Hollywood wasn’t keen on telling the story of Dr. Kermit Gosnell, who ran a ghoulish abortion center in Philadelphia. So producer Phelim McAleer’s team, including actors Dean Cain and director/co-star Nick Searcy, blazed their own trail.
The movie received scant media attention and few reviews. The latter helps spread the word about a particular project. It’s why PR agencies aggressively court film critics to screen their movies.
Obstacles are nothing new for McAleer.
He routinely leverages crowdfunding campaigns to tell tales traditional outlets would rather avoid. McAleer’s work, like the documentary “FrackNation” and the “Ferguson” play, run counter to the progressive narratives. That means traditional routes are either blocked or less than welcoming.
That didn’t stop him from producing the recent “FBI Lovebirds: UnderCovers” last month despite violent threats against the production.
The artists behind “Trump’s Space Force” also used crowdfunding tactics to get their message out. The results? The comic book campaign earned nearly five times the funding goal level. The team behind the effort, including Brett R. Smith and Timothy Lim, are no strangers to successful efforts beyond the bounds of traditional publishing.
That also holds true for Jon Del Arroz’s “Flying Sparks” comic title. It, too, earned more than four times its fixed goal.
Push yourself to the limit. Make no excuses.
It’s how you get stronger.
— Creator of ComicsGate (@jondelarroz) July 22, 2019
Comedian Nick Di Paolo could have attempted to crack Netflix’s lineup of stand-up specials. On paper, his conservative act would balance the company’s anti-Trump content.
Instead, perhaps realizing his brand wouldn’t be welcome by liberal Netflix and other outlets, he went rogue. He uploaded his latest comedy special, “A Breath of Fresh Air,” to YouTube.
“I made this special and am giving it away for free without any media/industry filter. If you’d like to contribute click here,” Di Paolo wrote on his web site. Since May 6, the special has racked up nearly 600,000 views.
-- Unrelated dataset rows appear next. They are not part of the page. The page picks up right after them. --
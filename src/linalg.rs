//! Dense linear-algebra helpers on top of nalgebra.
//!
//! Everything here returns new allocations; inputs are never modified.

use nalgebra::SymmetricEigen;

use crate::constants::SINGULAR_TOL;
use crate::error::{Error, Result};
use crate::types::{Matrix, Vector};

/// Symmetric eigendecomposition with eigenvalues sorted in descending order.
///
/// Returns `(eigenvalues, eigenvectors)` where column `i` of the second
/// matrix belongs to eigenvalue `i`.
pub fn eigh_desc(matrix: &Matrix) -> (Vector, Matrix) {
    let n = matrix.nrows();
    let eig = SymmetricEigen::new(symmetrize(matrix));
    let mut order: Vec<usize> = (0..n).collect();
    order.sort_by(|&a, &b| eig.eigenvalues[b].total_cmp(&eig.eigenvalues[a]));

    let values = Vector::from_iterator(n, order.iter().map(|&i| eig.eigenvalues[i]));
    let mut vectors = Matrix::zeros(n, n);
    for (dst, &src) in order.iter().enumerate() {
        vectors.set_column(dst, &eig.eigenvectors.column(src));
    }
    (values, vectors)
}

/// `(A + Aᵀ) / 2`.
pub fn symmetrize(matrix: &Matrix) -> Matrix {
    (matrix + matrix.transpose()) * 0.5
}

/// Largest absolute asymmetry relative to the largest absolute entry.
pub fn relative_asymmetry(matrix: &Matrix) -> f64 {
    let scale = matrix.amax();
    if scale == 0.0 {
        return 0.0;
    }
    (matrix - matrix.transpose()).amax() / scale
}

/// `D · A · D` for a diagonal `D` given by `scale`.
pub fn scale_symmetric(matrix: &Matrix, scale: &[f64]) -> Matrix {
    Matrix::from_fn(matrix.nrows(), matrix.ncols(), |i, j| {
        matrix[(i, j)] * scale[i] * scale[j]
    })
}

/// Regularized pseudo-inverse restricted to the top-`rank` eigenspace.
///
/// Retained eigenvalues are loaded with `reg × mean(retained eigenvalues)`
/// before inversion; directions outside the rank map to zero.
pub fn reg_pinv(matrix: &Matrix, reg: f64, rank: usize) -> Result<(Matrix, f64)> {
    let n = matrix.nrows();
    if rank == 0 || rank > n {
        return Err(Error::invalid(
            "rank",
            format!("rank {rank} outside 1..={n}"),
        ));
    }
    let (values, vectors) = eigh_desc(matrix);
    let mean_retained = values.rows(0, rank).sum() / rank as f64;
    let loading = reg * mean_retained;

    let mut inv_values = Vector::zeros(n);
    for i in 0..rank {
        let v = values[i] + loading;
        if v <= SINGULAR_TOL * values[0].abs().max(f64::MIN_POSITIVE) {
            return Err(Error::SingularSystem {
                context: "regularized pseudo-inverse",
                location: None,
            });
        }
        inv_values[i] = 1.0 / v;
    }
    let inv = &vectors * Matrix::from_diagonal(&inv_values) * vectors.transpose();
    Ok((inv, loading))
}

/// Inverse of a small symmetric positive-definite matrix, or `None` when its
/// condition exceeds `1 / SINGULAR_TOL`.
pub fn spd_inverse(matrix: &Matrix) -> Option<Matrix> {
    let (values, vectors) = eigh_desc(matrix);
    let max = values[0];
    let min = values[values.len() - 1];
    if !(max > 0.0) || min <= SINGULAR_TOL * max {
        return None;
    }
    let inv_values = values.map(|v| 1.0 / v);
    Some(&vectors * Matrix::from_diagonal(&inv_values) * vectors.transpose())
}

/// Unit vector `v / ‖v‖`, or `None` for a zero vector.
pub fn normalized(v: &Vector) -> Option<Vector> {
    let norm = v.norm();
    (norm > 0.0).then(|| v / norm)
}
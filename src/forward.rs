//! Forward operator: source amplitudes to sensor measurements.
//!
//! A forward operator is immutable once built. Orientation conversions and
//! channel restriction return new operators.

use serde::{Deserialize, Serialize};

use crate::error::{Error, Result};
use crate::sensor::SensorSpace;
use crate::types::{Mat3, Matrix, SourceId, Vec3};

/// Number of dipole components modeled per location.
#[derive(Debug, Clone, Copy, PartialEq, Eq, Serialize, Deserialize)]
pub enum Orientation {
    /// Three orthogonal components per location.
    Free,
    /// One component per location, along the surface normal.
    Fixed,
}

impl Orientation {
    /// Columns per location.
    pub fn n_components(self) -> usize {
        match self {
            Orientation::Free => 3,
            Orientation::Fixed => 1,
        }
    }
}

/// Coordinate frame of free-orientation columns.
#[derive(Debug, Clone, Copy, PartialEq, Eq, Serialize, Deserialize)]
pub enum Coordinates {
    /// Columns along the head-frame x, y, z axes.
    Cartesian,
    /// Columns along two surface tangents and the surface normal (last).
    SurfaceOriented,
}

/// One source location on the cortical surface.
#[derive(Debug, Clone, PartialEq, Serialize, Deserialize)]
pub struct SourceLocation {
    /// Hemisphere and vertex.
    pub id: SourceId,
    /// Position in head coordinates (m).
    pub position: Vec3,
    /// Outward unit surface normal.
    pub normal: Vec3,
}

impl SourceLocation {
    /// Create a location; the normal is normalized and must be non-zero.
    pub fn new(id: SourceId, position: Vec3, normal: Vec3) -> Result<Self> {
        let norm = normal.norm();
        if !(norm.is_finite() && norm > 0.0) {
            return Err(Error::invalid("normal", format!("zero normal at vertex {}", id.vertex)));
        }
        Ok(Self {
            id,
            position,
            normal: normal / norm,
        })
    }

    /// Orthonormal frame `[t1 t2 n]` with the surface normal as last column.
    pub fn surface_frame(&self) -> Mat3 {
        let n = self.normal;
        let seed = if n.x.abs() < 0.9 { Vec3::x() } else { Vec3::y() };
        let t1 = (seed - n * seed.dot(&n)).normalize();
        let t2 = n.cross(&t1);
        Mat3::from_columns(&[t1, t2, n])
    }
}

/// Source locations of one subject.
#[derive(Debug, Clone, PartialEq, Serialize, Deserialize)]
pub struct SourceSpace {
    /// Subject identifier passed through to rendering.
    pub subject: String,
    /// Locations in column order.
    pub locations: Vec<SourceLocation>,
}

impl SourceSpace {
    /// Create a source space.
    pub fn new(subject: impl Into<String>, locations: Vec<SourceLocation>) -> Self {
        Self {
            subject: subject.into(),
            locations,
        }
    }

    /// Number of locations.
    pub fn len(&self) -> usize {
        self.locations.len()
    }

    /// True when there are no locations.
    pub fn is_empty(&self) -> bool {
        self.locations.is_empty()
    }

    /// Location ids in order.
    pub fn ids(&self) -> Vec<SourceId> {
        self.locations.iter().map(|l| l.id).collect()
    }
}

/// Gain matrix `channels × (locations · components)` with its metadata.
#[derive(Debug, Clone, PartialEq, Serialize, Deserialize)]
pub struct ForwardOperator {
    gain: Matrix,
    orientation: Orientation,
    coordinates: Coordinates,
    sources: SourceSpace,
    channel_names: Vec<String>,
}

impl ForwardOperator {
    /// Build a forward operator over `sensors` and `sources`.
    ///
    /// Free-orientation gains are taken to be Cartesian; fixed gains are
    /// taken to be along each location's normal.
    pub fn new(
        sensors: &SensorSpace,
        sources: SourceSpace,
        gain: Matrix,
        orientation: Orientation,
    ) -> Result<Self> {
        if sources.is_empty() {
            return Err(Error::InsufficientData {
                what: "source locations",
                got: 0,
                need: 1,
            });
        }
        let expected_cols = sources.len() * orientation.n_components();
        if gain.nrows() != sensors.len() || gain.ncols() != expected_cols {
            return Err(Error::shape(
                "forward gain",
                format!("{}x{}", sensors.len(), expected_cols),
                format!("{}x{}", gain.nrows(), gain.ncols()),
            ));
        }
        if gain.iter().any(|v| !v.is_finite()) {
            return Err(Error::invalid("gain", "non-finite entries"));
        }
        let coordinates = match orientation {
            Orientation::Free => Coordinates::Cartesian,
            Orientation::Fixed => Coordinates::SurfaceOriented,
        };
        Ok(Self {
            gain,
            orientation,
            coordinates,
            sources,
            channel_names: sensors.names(),
        })
    }

    /// Gain matrix.
    pub fn gain(&self) -> &Matrix {
        &self.gain
    }

    /// Orientation mode.
    pub fn orientation(&self) -> Orientation {
        self.orientation
    }

    /// Coordinate frame of the columns.
    pub fn coordinates(&self) -> Coordinates {
        self.coordinates
    }

    /// Source locations.
    pub fn sources(&self) -> &SourceSpace {
        &self.sources
    }

    /// Channel names in row order.
    pub fn channel_names(&self) -> &[String] {
        &self.channel_names
    }

    /// Number of channels.
    pub fn n_channels(&self) -> usize {
        self.gain.nrows()
    }

    /// Number of source locations.
    pub fn n_sources(&self) -> usize {
        self.sources.len()
    }

    /// Columns per location.
    pub fn n_components(&self) -> usize {
        self.orientation.n_components()
    }

    /// Gain columns of one location (`channels × components`).
    pub fn location_gain(&self, location: usize) -> Matrix {
        let k = self.n_components();
        self.gain.columns(location * k, k).into_owned()
    }

    /// Surface normal expressed in the frame of this operator's columns.
    pub fn normal_in_frame(&self, location: usize) -> Vec3 {
        match self.coordinates {
            Coordinates::Cartesian => self.sources.locations[location].normal,
            Coordinates::SurfaceOriented => Vec3::z(),
        }
    }

    /// New fixed-orientation operator projecting each location on its normal.
    pub fn to_fixed(&self) -> Self {
        if self.orientation == Orientation::Fixed {
            return self.clone();
        }
        let n_ch = self.n_channels();
        let mut gain = Matrix::zeros(n_ch, self.n_sources());
        for s in 0..self.n_sources() {
            let block = self.gain.columns(s * 3, 3);
            let normal = self.normal_in_frame(s);
            gain.set_column(s, &(block * normal));
        }
        Self {
            gain,
            orientation: Orientation::Fixed,
            coordinates: Coordinates::SurfaceOriented,
            sources: self.sources.clone(),
            channel_names: self.channel_names.clone(),
        }
    }

    /// New free-orientation operator in surface-oriented coordinates.
    pub fn to_surface_oriented(&self) -> Result<Self> {
        match (self.orientation, self.coordinates) {
            (Orientation::Fixed, _) => Err(Error::invalid(
                "orientation",
                "a fixed-orientation forward has no tangential components",
            )),
            (Orientation::Free, Coordinates::SurfaceOriented) => Ok(self.clone()),
            (Orientation::Free, Coordinates::Cartesian) => {
                let mut gain = self.gain.clone();
                for (s, loc) in self.sources.locations.iter().enumerate() {
                    let frame = loc.surface_frame();
                    let rotated = self.gain.columns(s * 3, 3) * frame;
                    gain.columns_mut(s * 3, 3).copy_from(&rotated);
                }
                Ok(Self {
                    gain,
                    coordinates: Coordinates::SurfaceOriented,
                    ..self.clone()
                })
            }
        }
    }

    /// New operator restricted to `sensors`' channels, in its order.
    pub fn pick_channels(&self, sensors: &SensorSpace) -> Result<Self> {
        let idx = sensors
            .names()
            .iter()
            .map(|name| {
                self.channel_names
                    .iter()
                    .position(|c| c == name)
                    .ok_or_else(|| Error::shape("forward channel pick", "a forward channel", name))
            })
            .collect::<Result<Vec<_>>>()?;
        Ok(Self {
            gain: self.gain.select_rows(&idx),
            channel_names: sensors.names(),
            ..self.clone()
        })
    }

    /// Fail unless the rows are indexed exactly like `sensors`.
    pub fn check_compatible(&self, sensors: &SensorSpace) -> Result<()> {
        sensors.ensure_same_order("forward channels", &self.channel_names)
    }
}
Each of these examples leaned on existing infrastructures to reach the masses. “Unplanned” appeared in traditional theaters. “FBI Lovebirds: UnderCovers” graced a D.C. stage. Di Paolo shared his comedy special on YouTube, owned by Google.
Still, each required alternative methods to raise cash or reach the public. It’s a blueprint other conservative artists should consider given the cultural biases against their work.